Show every line in the records below that contains the word "derive".

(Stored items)
- - -

//! Error types for the TickTick API client.

use thiserror::Error;

/// Errors reported by the TickTick service itself.
#[derive(Debug, Clone, PartialEq, Eq, Error)]
pub enum ApiError {
    /// HTTP-level error with status code.
    #[error("HTTP error {status}: {message}")]
    Http { status: u16, message: String },
    /// Authentication failure (expired session, wrong password).
    #[error("Auth error: {message}")]
    Auth { message: String },
    /// Rate limit exceeded.
    #[error("Rate limited{}", retry_after.map(|s| format!(", retry after {s} seconds")).unwrap_or_default())]
    RateLimit { retry_after: Option<u64> },
    /// Resource not found.
    #[error("{resource} not found")]
    NotFound { resource: String },
    /// Request rejected by server-side validation.
    #[error("Validation error: {message}")]
    Validation { message: String },
    /// Network/connection error.
    #[error("Network error: {message}")]
    Network { message: String },
}

impl ApiError {
    /// Returns the appropriate CLI exit code for this error.
    pub fn exit_code(&self) -> i32 {
        match self {
            ApiError::Network { .. } => 3,
            ApiError::RateLimit { .. } => 4,
            _ => 2,
        }
    }
}

/// Top-level error for every client operation.
#[derive(Debug, Error)]
pub enum Error {
    /// Transport failure from reqwest.
    #[error("request failed: {0}")]
    Http(#[from] reqwest::Error),

    /// The service answered with an error.
    #[error(transparent)]
    Api(#[from] ApiError),

    /// The response body was not the JSON we expected.
    #[error("invalid JSON: {0}")]
    Json(#[from] serde_json::Error),

    /// The snapshot response carried no usable inbox identifier.
    #[error("inbox ID is missing or invalid in response")]
    MissingInboxId,
}

impl Error {
    /// Returns true when the session cookie was rejected and a new login is needed.
    pub fn is_auth(&self) -> bool {
        matches!(self, Error::Api(ApiError::Auth { .. }))
    }

    /// Returns the appropriate CLI exit code for this error.
    pub fn exit_code(&self) -> i32 {
        match self {
            Error::Api(api) => api.exit_code(),
            Error::Http(e) if e.is_connect() || e.is_timeout() => 3,
            _ => 2,
        }
    }
}

/// Result type for client operations.
pub type Result<T> = std::result::Result<T, Error>;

- - -

* Solution for this exercise:
#[derive(Debug, Clone, PartialEq, Eq, Error)]
#[derive(Debug, Error)]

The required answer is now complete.